Uno striscione è stato affisso davanti all’ingresso del Rettorato dell’Università di Bologna per chiedere la liberazione di Patrick Zaky: “Fermate gli accordi con l’Egitto. Mai più un caso Regeni. Patrick libero”, mentre è prevista alle 18 di oggi la manifestazione che partirà proprio da via Zamboni 33 per raggiungere piazza Maggiore, e che si svolgerà contemporaneamente ad altre iniziative nelle Università che collaborano al master in studi di genere di cui fa parte Patrick. Ad attaccarlo questa mattina Làbas e il collettivo Saperi Naviganti, che hanno chiamato uno spezzone studentesco con concentramento alle 17 in piazza Verdi. In un comunicato scrivono: “Risale a tre anni fa, nell’ambito del G7 dell’Ambiente (dall’esito fallimentare) svoltosi a Bologna la firma dell’accordo tra l’Università di Bologna ed Eni: la ‘partnership strategica’ vede l’università impegnata in progetti di ricerca e sperimentazione per lo sviluppo dello Zohr. È infatti solido e avviato il rapporto commerciale che vede coinvolti Eni e il governo egiziano nell’affare miliardario del giacimento-di gas naturale più grande mai scoperto in Egitto e nel Mediterraneo, lo Zohr. Eni, de facto sotto il controllo del Ministero dell’Economia e delle Finanze (anche attraverso Cassa Depositi e Prestiti SpA), detiene il 50% del totale dell’affare. ‘Il giacimento potrà garantire la soddisfazione totale della domanda egiziana di gas naturale per decenni, rispondendo al 65% dei consumi energetici del Paese che ha in programma di diventare un hub regionale di riesportazione di gas naturale liquefatto'”, scrive la stessa azienda sul suo sito web.
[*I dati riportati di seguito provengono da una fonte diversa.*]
//! Shared fixtures for LiveQuery integration tests.

use std::time::Duration;

use docbase_core::config::DbConfig;
use docbase_core::context::AppContext;
use docbase_core::database::Access;
use docbase_core::Document;
use docbase_live::message::{Ack, ServerMessage};
use docbase_live::server::ConnectionId;
use docbase_live::{spawn, LiveQueryConfig, LiveQueryHandle, LiveQueryServer};
use serde_json::{json, Value};
use tokio::sync::mpsc;
use uuid::Uuid;

pub const APP_ID: &str = "live";

pub fn doc(value: Value) -> Document {
    match value {
        Value::Object(map) => map,
        other => panic!("expected a JSON object, got {}", other),
    }
}

pub fn pointer(class_name: &str, object_id: &str) -> Value {
    json!({"__type": "Pointer", "className": class_name, "objectId": object_id})
}

/// A database context with a LiveQuery runtime listening to it.
pub struct Fixture {
    pub ctx: AppContext,
    pub handle: LiveQueryHandle,
}

pub async fn fixture(live_config: LiveQueryConfig) -> Fixture {
    let ctx = AppContext::from_config(DbConfig {
        app_id: APP_ID.to_string(),
        live_query_class_names: vec!["Game".to_string()],
        ..Default::default()
    })
    .unwrap();
    ctx.initialize().await.unwrap();
    let server = LiveQueryServer::new(LiveQueryConfig {
        app_id: APP_ID.to_string(),
        ..live_config
    });
    let (handle, _task) = spawn(server, ctx.pubsub.clone(), ctx.auth.clone());
    Fixture { ctx, handle }
}

impl Fixture {
    /// Creates an object and publishes it the way the REST layer does.
    pub async fn create(&self, class_name: &str, object: Value) -> Document {
        let created = self
            .ctx
            .database
            .create(class_name, doc(object.clone()), &Access::Master)
            .await
            .unwrap();
        let object_id = object["objectId"]
            .as_str()
            .map(str::to_string)
            .or_else(|| created.get("objectId").and_then(Value::as_str).map(str::to_string))
            .unwrap();
        let stored = self
            .ctx
            .database
            .get(class_name, &object_id, &Access::Master)
            .await
            .unwrap();
        self.ctx.publisher.after_save(class_name, &stored, None);
        stored
    }

    pub async fn update(&self, class_name: &str, object_id: &str, update: Value) -> Document {
        let db = &self.ctx.database;
        let original = db.get(class_name, object_id, &Access::Master).await.unwrap();
        db.update(
            class_name,
            &doc(json!({"objectId": object_id})),
            doc(update),
            &Access::Master,
            Default::default(),
        )
        .await
        .unwrap();
        let current = db.get(class_name, object_id, &Access::Master).await.unwrap();
        self.ctx.publisher.after_save(class_name, &current, Some(&original));
        current
    }

    pub async fn destroy(&self, class_name: &str, object_id: &str) {
        let db = &self.ctx.database;
        let object = db.get(class_name, object_id, &Access::Master).await.unwrap();
        db.destroy(class_name, &doc(json!({"objectId": object_id})), &Access::Master)
            .await
            .unwrap();
        self.ctx.publisher.after_delete(class_name, &object);
    }

    pub async fn client(&self, connect: Value) -> TestClient {
        let (sink, outbound) = mpsc::unbounded_channel();
        let connection = self.handle.register(sink).await.unwrap();
        let mut client = TestClient {
            handle: self.handle.clone(),
            connection,
            outbound,
            client_id: Uuid::nil(),
        };
        let mut message = json!({"op": "connect", "applicationId": APP_ID});
        if let (Some(target), Value::Object(extra)) = (message.as_object_mut(), connect) {
            target.extend(extra);
        }
        client.send(message);
        match client.next().await {
            ServerMessage::Connected(Ack { client_id, .. }) => client.client_id = client_id,
            other => panic!("expected connected, got {:?}", other),
        }
        client
    }
}

/// One in-process connection to the runtime.
pub struct TestClient {
    handle: LiveQueryHandle,
    connection: ConnectionId,
    outbound: mpsc::UnboundedReceiver<ServerMessage>,
    pub client_id: Uuid,
}

impl TestClient {
    pub fn send(&self, message: Value) {
        self.handle.message(self.connection, message.to_string()).unwrap();
    }

    pub async fn next(&mut self) -> ServerMessage {
        tokio::time::timeout(Duration::from_secs(2), self.outbound.recv())
            .await
            .expect("timed out waiting for a LiveQuery message")
            .expect("connection closed")
    }

    /// True when nothing arrives within a short grace period.
    pub async fn is_idle(&mut self) -> bool {
        tokio::time::timeout(Duration::from_millis(100), self.outbound.recv())
            .await
            .is_err()
    }

    pub async fn subscribe(&mut self, request_id: u64, query: Value) {
        self.send(json!({"op": "subscribe", "requestId": request_id, "query": query}));
        match self.next().await {
            ServerMessage::Subscribed(ack) => assert_eq!(ack.request_id, Some(request_id)),
            other => panic!("expected subscribed, got {:?}", other),
        }
    }

    /// Next message as JSON, for asserting on `op` and payload together.
    pub async fn next_json(&mut self) -> Value {
        serde_json::to_value(self.next().await).unwrap()
    }

    pub fn disconnect(self) {
        self.handle.disconnect(self.connection).unwrap();
    }
}
//! HTTP request handlers.

pub mod class_handlers;
pub mod request_utils;
pub mod response;
pub mod schema_handlers;

pub use class_handlers::{create_object, delete_object, find_objects, get_object, update_object};
pub use schema_handlers::{create_schema, delete_schema, get_schema, list_schemas, update_schema};
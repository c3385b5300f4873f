//! Per-viewer read checks of object ACLs.

use std::collections::HashMap;
use std::sync::Arc;

use docbase_core::acl::Acl;
use parking_lot::Mutex;
use tokio::sync::OnceCell;
use tracing::debug;

use crate::session_token_cache::SessionTokenCache;

/// Identity a subscription sees objects with.
#[derive(Debug, Clone, Default, PartialEq, Eq)]
pub struct Viewer {
    pub has_master_key: bool,
    /// Subscription token, or the connect token when the subscription has none
    pub session_token: Option<String>,
}

/// Role lookups shared by all checks of one change event.
///
/// Each user's roles are fetched at most once per event no matter how many
/// of their subscriptions see the object.
#[derive(Default)]
pub struct RoleMemo {
    users: Mutex<HashMap<String, Arc<OnceCell<Option<Vec<String>>>>>>,
}

impl RoleMemo {
    async fn roles(&self, sessions: &SessionTokenCache, user_id: &str) -> Option<Vec<String>> {
        let cell = self.users.lock().entry(user_id.to_string()).or_default().clone();
        cell.get_or_init(|| async {
            match sessions.resolver().roles_for_user(user_id).await {
                Ok(roles) => Some(roles),
                Err(e) => {
                    debug!("Role lookup for {} failed: {}", user_id, e);
                    None
                }
            }
        })
        .await
        .clone()
    }

    /// Number of distinct users looked up.
    pub fn len(&self) -> usize {
        self.users.lock().len()
    }

    pub fn is_empty(&self) -> bool {
        self.len() == 0
    }
}

/// Whether `viewer` may read an object carrying `acl`.
///
/// Objects without an ACL, publicly readable objects and master viewers
/// pass immediately. Otherwise the viewer's session token is resolved and
/// checked against the user entry, then against role entries. Lookup
/// failures deny.
pub async fn can_read(
    acl: Option<&Acl>,
    viewer: &Viewer,
    sessions: &SessionTokenCache,
    roles: &RoleMemo,
) -> bool {
    let Some(acl) = acl else {
        return true;
    };
    if acl.get_public_read_access() || viewer.has_master_key {
        return true;
    }
    let Some(token) = viewer.session_token.as_deref() else {
        return false;
    };
    let user_id = match sessions.get_user_id(token).await {
        Ok(user_id) => user_id,
        Err(e) => {
            debug!("Denying read for an unresolved session token: {}", e);
            return false;
        }
    };
    if acl.get_read_access(&user_id) {
        return true;
    }
    if !acl.has_role_entries() {
        return false;
    }
    match roles.roles(sessions, &user_id).await {
        Some(user_roles) => user_roles.iter().any(|role| acl.get_read_access(role)),
        None => false,
    }
}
Gli attivisti segnalano inoltre che “secondo le stime del Sole 24 Ore, l’Italia ha in cantiere con l’Egitto contratti di forniture militari per almeno 9 miliardi di euro, che vedono Fincantieri e Leonardo (ex Finmeccanica) in prima linea. Solo negli ultimi giorni secondo Agenzia Nova nell’ambito della Fiera Egypt 2020 alcune aziende italiane hanno concluso altri accordi: il gruppo Landi Renzo con Egas, Car Gas e Gastech per la creazione di una compagnia per la produzione di kit di conversione a gas per veicoli privati e trasporto pubblico e per la costruzione di compressori per 300 stazioni a gas naturale; Saipem ha concluso un accordo per la formazione dei funzionari del ministero del Petrolio; Leonardo ha siglato un’intesa con la compagnia petrolifera egiziana Pas per un centro di assistenza e servizi elicotteristici”, mentre “Fincantieri (controllata dal Ministero delle Finanze) vuole vendere due navi militari per un valore di 1,2 mld di dollari; in ballo ci sarebbero anche 24 Eurofighter, 20 pattugliatori d’altura e altri sofisticatissimi strumenti di guerra da consegnare direttamente al governo egiziano”.

Per questo, dicono, “al Rettore Ubertini che nei giorni scorsi ha dichiarato, ‘tagliare i rapporti con l’Egitto? Ora servono ponti’, e a Di Maio che ha dichiarato che non si può prescindere dalla presenza dell’ambasciatore italiano in Egitto per tutelare i diritti umani, chiediamo di fare qualcosa in più: colpire il regime di Al Sisi (che tiene nelle proprie carceri migliaia e migliaia di detenuti politici oltre Patrick) dove si sente più minacciato, ovvero nel portafogli. I ponti che che vanno costruiti sono quelli con il popolo che lotta per la propria libertà, non con gli apparati di Stato e le aziende complici della dittatura”.